I put his claim that he too was a victim of Post Office mendacity alongside his claim of the ‘big win’ of stopping prosecutions by the Post Office. There may be some truth in both, but it is also worth remembering that while ‘stopping’ prosecutions, he recommended a plan of action for restarting them. The search for a new expert was abandoned by the Post Office, he thinks on the grounds of cost.
He also travelled to Scotland to dissuade Scottish prosecutors from permanently stopping Horizon prosecutions while they sought a fresh expert and reviewed cases one by one.
He also claims some of the cases stopped were done so on public interest grounds when Counsel shows, although Clarke does not accept this, that they were stopped for evidential reasons. They had realised they could not prove the reliability of Horizon.
Whilst he would like to present himself as something of a hero for stopping prosecutions (and to be fair, some details of context aside, his initial advices on Jenkins and shredding were strong) and a victim of the Post Office, his view is confounded by also being their main defender.
His disclosure and other decisions were marked by a concern for the Post Office’s reputation and containing the problem. He concedes a catalogue of errors and inappropriate influences on his decision-making.
In considering his mistakes, we are entitled to wonder how influenced they were by expediency, a deliberate, tough prosecutor, forward not back, fixing things for the client rather than in the interest of justice kind of approach. His failure to follow his initial instincts and advice on the Jenkins problem and to follow up the shredding advice are deeply concerning.
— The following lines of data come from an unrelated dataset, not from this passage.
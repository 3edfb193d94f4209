//! Business logic services

pub mod auth;
pub mod catalog;
pub mod loans;

use std::sync::Arc;

use crate::{
    config::{AuthConfig, LoansConfig},
    repository::{BooksStore, LoansStore, Repository, UsersStore},
};

/// Container for all services
#[derive(Clone)]
pub struct Services {
    pub auth: auth::AuthService,
    pub catalog: catalog::CatalogService,
    pub loans: loans::LoansService,
}

impl Services {
    /// Create all services backed by the given repository
    pub fn new(repository: Repository, auth_config: AuthConfig, loans_config: LoansConfig) -> Self {
        Self::from_stores(
            Arc::new(repository.users),
            Arc::new(repository.books),
            Arc::new(repository.loans),
            auth_config,
            loans_config,
        )
    }

    /// Wire services over arbitrary store implementations
    pub fn from_stores(
        users: Arc<dyn UsersStore>,
        books: Arc<dyn BooksStore>,
        loans: Arc<dyn LoansStore>,
        auth_config: AuthConfig,
        loans_config: LoansConfig,
    ) -> Self {
        Self {
            auth: auth::AuthService::new(users.clone(), auth_config),
            catalog: catalog::CatalogService::new(books.clone(), loans.clone()),
            loans: loans::LoansService::new(users, books, loans, loans_config.fine_per_day),
        }
    }
}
His evidence on these might not be accepted.
Why he changed his mind we could speculate on. Mood music? A conscious or unconscious turning away from a manifest risk? The need to grapple with Bond Dickinson if they pushed matters harder? The considerable fee income at stake? The tumult of crisis? The sense that it was not his job, or his firm’s, to do more than he did? A lurking intuition of the conflict of interest that lay within their files? The litigator’s habit of avoiding and containing problems that one never expects to be challenged on or held accountable for? All or some may have played a role.
Richard. Thank you for your detailed picking-apart of this (and other) evidence. It makes fascinating reading at this stage, not least because when hearing Clarke in real-time my impression was much more slanted towards a verdict of “decent guy, some mistakes”.
That doesn’t stand up so well now.
Your analysis points me back to thinking that the foundation of this disaster was the original grant to the PO as a commercial entity the right to prosecute in the criminal courts for its commercial losses. (I am using a shorthand here)
The barristers and their instructing law firms have meal tickets at stake in advising their commercial client. They are very clever people who can justify and finesse their way to the pay cheques dangling before them while convincing everyone, including crucially themselves, that they are at least “in the clear” ethics-wise.
I see the “Clarke advice” and other good guy moments as moments when they know a third party looking-on later (and here we are doing that) could not countenance them doing anything else. After clearing themselves, as Clarke does with his two main “advices”, they soon go back to where their commercial bread is buttered.
Does anyone share my view that the attack-dog manner of some counsel’s questioning is counterproductive, if not demeaning?